Ketua Forum Koordinasi Pencegahan Terorisme Kalimantan Utara Datu Iskandar Zulkarnaen menyatakan bahwa pemuka agama berperan penting dalam melawan radikalisme. Dalam artian, para penceramah hendaknya berdakwah dan memberi pesan positif untuk selalu beribadah, tanpa harus berhubungan dengan kelompok radikal. Jangan malah mempromosikan terorisme dan radikalisme.
Masyarakat memang menghormati pemuka agama karena dianggap sebagai guru yang mengajarkan hal-hal positif, terutama yang berkaitan dengan ibadah dan menjalankan kehidupan yang syar’i. Oleh karena itu para pemuka agama hendaknya berceramah tentang perdamaian dan toleransi, serta menghindari topik radikalisme dan khilafah. Mereka dengan semangat terus mendamaikan Indonesia agar mencegah konflik di tengah masyarakat.

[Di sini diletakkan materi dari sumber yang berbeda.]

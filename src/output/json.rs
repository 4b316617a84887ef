//! JSON document output

use std::fs::File;
use std::io::{self, Write};
use std::path::Path;

use serde::Serialize;
use serde_json::ser::{PrettyFormatter, Serializer};

use crate::error::{Error, Result};
use crate::tree::TreeDocument;

const INDENT: &[u8] = b"    ";

fn write_document<W: io::Write>(document: &TreeDocument, writer: W) -> io::Result<()> {
    let mut serializer = Serializer::with_formatter(writer, PrettyFormatter::with_indent(INDENT));
    document.serialize(&mut serializer)?;
    Ok(())
}

/// Serialize a document to its canonical text: 4-space indentation, keys in
/// declaration order, no trailing newline.
pub fn to_json_string(document: &TreeDocument) -> Result<String> {
    let buffer_error = |source: io::Error| Error::Write {
        target: String::from("in-memory buffer"),
        source,
    };
    let mut buf = Vec::new();
    write_document(document, &mut buf).map_err(buffer_error)?;
    String::from_utf8(buf)
        .map_err(|source| buffer_error(io::Error::new(io::ErrorKind::InvalidData, source)))
}

/// Write the document to `path`, creating or truncating the file.
/// The handle is released on every exit path.
pub fn write_json(document: &TreeDocument, path: &Path) -> Result<()> {
    let write_error = |source: io::Error| Error::Write {
        target: path.display().to_string(),
        source,
    };
    let file = File::create(path).map_err(write_error)?;
    let mut writer = io::BufWriter::new(file);
    write_document(document, &mut writer).map_err(write_error)?;
    writer.flush().map_err(write_error)
}
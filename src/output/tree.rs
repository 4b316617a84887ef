//! Text tree formatter
//!
//! Renders the walked node structure as an indented tree with box-drawing
//! connectors, either into a `String` or straight to stdout with colors.

use std::io::{self, Write};
use termcolor::{Color, ColorChoice, ColorSpec, StandardStream, WriteColor};

use crate::tree::TreeNode;

const MID_CONNECTOR: &str = "├── ";
const LAST_CONNECTOR: &str = "└── ";
const MID_SPACER: &str = "│   ";
const LAST_SPACER: &str = "    ";

/// One line of the rendered tree, before any styling is applied.
#[derive(Debug, Clone, PartialEq, Eq)]
pub struct TreeLine {
    pub prefix: String,
    pub connector: &'static str,
    pub text: String,
    pub annotation: String,
    pub is_dir: bool,
}

/// Flatten a node sequence into render lines, depth-first pre-order.
///
/// Connector choice lives here and nowhere else; `format` and `print`
/// differ only in styling.
pub fn render_lines(nodes: &[TreeNode]) -> Vec<TreeLine> {
    let mut lines = Vec::new();
    collect(nodes, "", &mut lines);
    lines
}

fn collect(nodes: &[TreeNode], prefix: &str, lines: &mut Vec<TreeLine>) {
    for (i, node) in nodes.iter().enumerate() {
        let is_last = i == nodes.len() - 1;
        let connector = if is_last { LAST_CONNECTOR } else { MID_CONNECTOR };
        match node {
            TreeNode::Directory { name, children } => {
                lines.push(TreeLine {
                    prefix: prefix.to_string(),
                    connector,
                    text: format!("{name}/"),
                    annotation: String::new(),
                    is_dir: true,
                });
                let spacer = if is_last { LAST_SPACER } else { MID_SPACER };
                collect(children, &format!("{prefix}{spacer}"), lines);
            }
            TreeNode::File { name, comment } => {
                lines.push(TreeLine {
                    prefix: prefix.to_string(),
                    connector,
                    text: name.clone(),
                    annotation: comment.clone(),
                    is_dir: false,
                });
            }
        }
    }
}

/// Formatter for the text tree output.
pub struct TreeFormatter {
    use_color: bool,
}

impl TreeFormatter {
    pub fn new(use_color: bool) -> Self {
        Self { use_color }
    }

    /// Render the tree to a plain string. `print` with color disabled
    /// writes exactly these bytes.
    pub fn format(&self, root: &str, nodes: &[TreeNode]) -> String {
        let mut output = String::new();
        output.push_str(root);
        output.push_str("/\n");
        for line in render_lines(nodes) {
            output.push_str(&line.prefix);
            output.push_str(line.connector);
            output.push_str(&line.text);
            if !line.annotation.is_empty() {
                output.push(' ');
                output.push_str(&line.annotation);
            }
            output.push('\n');
        }
        output
    }

    /// Print the tree to stdout, coloring directory names and annotations
    /// when color is enabled.
    pub fn print(&self, root: &str, nodes: &[TreeNode]) -> io::Result<()> {
        // ColorChoice::Auto second-guesses the caller via TERM, so the
        // caller's decision maps straight to Always or Never.
        let choice = if self.use_color {
            ColorChoice::Always
        } else {
            ColorChoice::Never
        };
        let mut stdout = StandardStream::stdout(choice);

        stdout.set_color(ColorSpec::new().set_fg(Some(Color::Blue)).set_bold(true))?;
        write!(stdout, "{root}/")?;
        stdout.reset()?;
        writeln!(stdout)?;

        for line in render_lines(nodes) {
            write!(stdout, "{}{}", line.prefix, line.connector)?;
            if line.is_dir {
                stdout.set_color(ColorSpec::new().set_fg(Some(Color::Blue)).set_bold(true))?;
                write!(stdout, "{}", line.text)?;
                stdout.reset()?;
            } else {
                write!(stdout, "{}", line.text)?;
                if !line.annotation.is_empty() {
                    write!(stdout, " ")?;
                    stdout
                        .set_color(ColorSpec::new().set_fg(Some(Color::Black)).set_intense(true))?;
                    write!(stdout, "{}", line.annotation)?;
                    stdout.reset()?;
                }
            }
            writeln!(stdout)?;
        }
        Ok(())
    }
}
//! Fixed filename annotations
//!
//! A handful of well-known filenames get a short label printed next to them
//! in the tree. The mapping is a compile-time constant; lookup is an exact,
//! case-sensitive match on the base name with no globbing and no extension
//! matching.

/// Base name to annotation label pairs.
const SPECIAL_COMMENTS: &[(&str, &str)] = &[
    ("main.py", "◀ CLI entry point"),
    ("pyproject.toml", "◀ For installability (recommended)"),
];

/// Annotation for a file's base name, or the empty string when none applies.
pub fn comment_for(name: &str) -> &'static str {
    SPECIAL_COMMENTS
        .iter()
        .find(|(special, _)| *special == name)
        .map_or("", |(_, comment)| comment)
}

Para pemuka agama seharusnya sudah paham bahwa khilafah dan radikalisme terlarang karena jika jadi anggota kelompok teroris dan radikal, otomatis jadi penghianat negara. Oleh karena itu mereka membantu pemerintah dalam upaya memberantas radikalisme dan terorisme. Tujuannya agar Indonesia bisa bersih tanpa ada hasutan dari kelompok radikal atau ancaman pengeboman.
Topik-topik yang bisa dipilih oleh para penceramah untuk memberantas radikalisme antara lain tentang perdamaian dan toleransi. Perbedaan bukanlah hal untuk memicu peperangan. Bahkan Nabi Muhammad berdakwah dengan cara yang sangat lembut. Di antaranya, beliau menyuapi pengemis buta setiap hari, padahal agamanya berbeda. inilah contoh toleransi yang seharusnya diteladani oleh umat.

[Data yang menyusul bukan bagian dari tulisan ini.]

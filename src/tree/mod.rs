//! Directory tree walking logic
//!
//! This module walks a directory recursively and builds the node structure
//! that both the text and JSON renderers consume.

mod filter;
mod node;
mod walker;

// Re-export public types
pub use filter::{is_visible, visible_names};
pub use node::{TreeDocument, TreeNode};
pub use walker::TreeWalker;
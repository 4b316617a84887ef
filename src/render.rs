//! Entry operations
//!
//! The two operations a host program calls: render a directory as a text
//! tree, or render it and also write the equivalent JSON document. Both run
//! one walk and render everything from the structure it built.

use std::io::{self, Write};
use std::path::{Component, Path, PathBuf};

use crate::error::{Error, Result};
use crate::output::{TreeFormatter, write_json};
use crate::tree::{TreeDocument, TreeNode, TreeWalker};

/// Options shared by the rendering operations.
#[derive(Debug, Clone, Copy, Default)]
pub struct RenderOptions {
    /// Emit ANSI colors on stdout.
    pub use_color: bool,
    /// Descend at most this many levels below the root.
    pub max_depth: Option<usize>,
}

/// Base name of the absolutized root path, used for the tree's first line
/// and the JSON `root` field. Empty for paths with no base name, such as
/// the filesystem root.
pub fn root_label(path: &Path) -> String {
    let absolute = std::path::absolute(path).unwrap_or_else(|_| path.to_path_buf());
    // `std::path::absolute` keeps `..` components, so a target like `..`
    // would have no base name. Resolve them lexically first.
    let mut resolved = PathBuf::new();
    for component in absolute.components() {
        match component {
            Component::ParentDir => {
                resolved.pop();
            }
            Component::CurDir => {}
            other => resolved.push(other),
        }
    }
    resolved
        .file_name()
        .map(|name| name.to_string_lossy().into_owned())
        .unwrap_or_default()
}

/// Print the text tree for `root` to stdout.
///
/// Fails with [`Error::Access`] when `root` cannot be listed.
pub fn render_tree_text(root: &Path) -> Result<()> {
    render_tree_text_with(root, RenderOptions::default())
}

/// [`render_tree_text`] with explicit options.
pub fn render_tree_text_with(root: &Path, options: RenderOptions) -> Result<()> {
    let structure = walk(root, options)?;
    print_tree(root, &structure, options)
}

/// Print the text tree for `root` and, when `output` is given, write the
/// JSON document for the same structure.
///
/// Fails fast with [`Error::InvalidTarget`] when `root` is not a directory.
pub fn render_tree_json(root: &Path, output: Option<&Path>) -> Result<()> {
    render_tree_json_with(root, output, RenderOptions::default())
}

/// [`render_tree_json`] with explicit options.
pub fn render_tree_json_with(
    root: &Path,
    output: Option<&Path>,
    options: RenderOptions,
) -> Result<()> {
    if !root.is_dir() {
        return Err(Error::InvalidTarget {
            path: root.to_path_buf(),
        });
    }

    let structure = walk(root, options)?;
    // Text goes out first; a failed JSON write does not roll it back.
    print_tree(root, &structure, options)?;

    if let Some(path) = output {
        let document = TreeDocument {
            root: root_label(root),
            structure,
        };
        write_json(&document, path)?;
        writeln!(io::stdout(), "\n✅ Tree structure saved to {}", path.display())
            .map_err(stdout_error)?;
    }
    Ok(())
}

fn walk(root: &Path, options: RenderOptions) -> Result<Vec<TreeNode>> {
    let mut walker = TreeWalker::new();
    if let Some(levels) = options.max_depth {
        walker = walker.with_max_depth(levels);
    }
    walker.walk(root)
}

fn print_tree(root: &Path, structure: &[TreeNode], options: RenderOptions) -> Result<()> {
    TreeFormatter::new(options.use_color)
        .print(&root_label(root), structure)
        .map_err(stdout_error)
}

fn stdout_error(source: io::Error) -> Error {
    Error::Write {
        target: "stdout".to_string(),
        source,
    }
}

#[cfg(test)]
mod tests {
    use super::*;
    use crate::test_utils::TestDir;

    #[test]
    fn test_root_label_is_the_base_name() {
        let dir = TestDir::new();
        let project = dir.add_dir("project");
        assert_eq!(root_label(&project), "project");
    }

    #[test]
    fn test_root_label_absolutizes_relative_paths() {
        // `.` has no base name of its own; the label comes from the
        // absolutized path.
        let label = root_label(Path::new("."));
        assert_ne!(label, "");
        assert_ne!(label, ".");
    }

    #[test]
    fn test_root_label_resolves_parent_components() {
        let dir = TestDir::new();
        let project = dir.add_dir("project");
        dir.add_dir("project/sub");

        assert_eq!(root_label(&project.join("sub").join("..")), "project");
    }

    #[cfg(unix)]
    #[test]
    fn test_root_label_of_filesystem_root_is_empty() {
        assert_eq!(root_label(Path::new("/")), "");
    }

    #[test]
    fn test_json_operation_rejects_file_target() {
        let dir = TestDir::new();
        let file = dir.add_file("plain.txt", "contents");

        let err = render_tree_json(&file, None).unwrap_err();
        assert!(matches!(err, Error::InvalidTarget { .. }));
    }

    #[test]
    fn test_json_operation_rejects_missing_target() {
        let dir = TestDir::new();
        let gone = dir.path().join("nope");

        let err = render_tree_json(&gone, None).unwrap_err();
        assert!(matches!(err, Error::InvalidTarget { .. }));
    }

    #[test]
    fn test_text_operation_missing_root_is_access_error() {
        let dir = TestDir::new();
        let gone = dir.path().join("nope");

        let err = render_tree_text(&gone).unwrap_err();
        assert!(matches!(err, Error::Access { .. }));
    }

    #[test]
    fn test_unwritable_json_path_is_write_error() {
        let dir = TestDir::new();
        let target = dir.add_dir("tree");
        let out = dir.path().join("no_such_dir").join("out.json");

        let err = render_tree_json(&target, Some(&out)).unwrap_err();
        assert!(matches!(err, Error::Write { .. }));
    }

    #[test]
    fn test_json_operation_writes_the_document() {
        let dir = TestDir::new();
        let target = dir.add_dir("tree");
        dir.add_file("tree/main.py", "");
        let out = dir.path().join("out.json");

        render_tree_json(&target, Some(&out)).unwrap();

        let written = std::fs::read_to_string(&out).unwrap();
        assert!(written.contains("\"root\": \"tree\""));
        assert!(written.contains("\"◀ CLI entry point\""));
    }
}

Umat perlu diajarkan untuk bertoleransi karena akhir-akhir ini isu SARA (suku, agama, ras, dan antar golongan) naik lagi. Padahal pemerintah berusaha agar isu SARA tidak dipermasalahkan, karena jika berkobar bisa memicu kerusuhan. Masyarakat yang mendengar ceramah pemuka agama akan berusaha untuk toleran dan tetap bergaul seperti biasa, meski tetangga atau temannya tidak seagama.
Datu Iskandar melanjutkan, posisi Kalimantan Utara amat rawan. Penyebabnya karena berada dekat dengan Malaysia Timur dan Filipina Selatan. Kedua tempat itu cukup mengkhawatirkan karena pernah dihuni oleh kelompok teroris. Jangan sampai mereka menyeberang ke Kalimantan Utara lalu meracuni pikiran masyarakat dan menyebarkan terorisme seantero Kalimantan, bahkan Indonesia.
Pencegahan agar terorisme dan radikalisme tidak tersebar memang harus dilakukan, dan pemuka agama bisa memakai dakwah berisi moderasi beragama untuk menangkalnya. Dengan moderasi beragama maka umat akan beribadah dan beragama dengan cara moderat, tidak ekstrim kanan atau kiri. Dengan begitu mereka tidak mau terbujuk terorisme yang ekstrim kanan.
Para pemuka agama hendaknya membantu untuk pencegahan radikalisme dan terorisme dengan cara berdakwah dan menyebarkan perdamaian. Dengan adanya kontribusi aktif pemuka agama, penyebaran radikalisme diharapkan dapat diminimalisasi.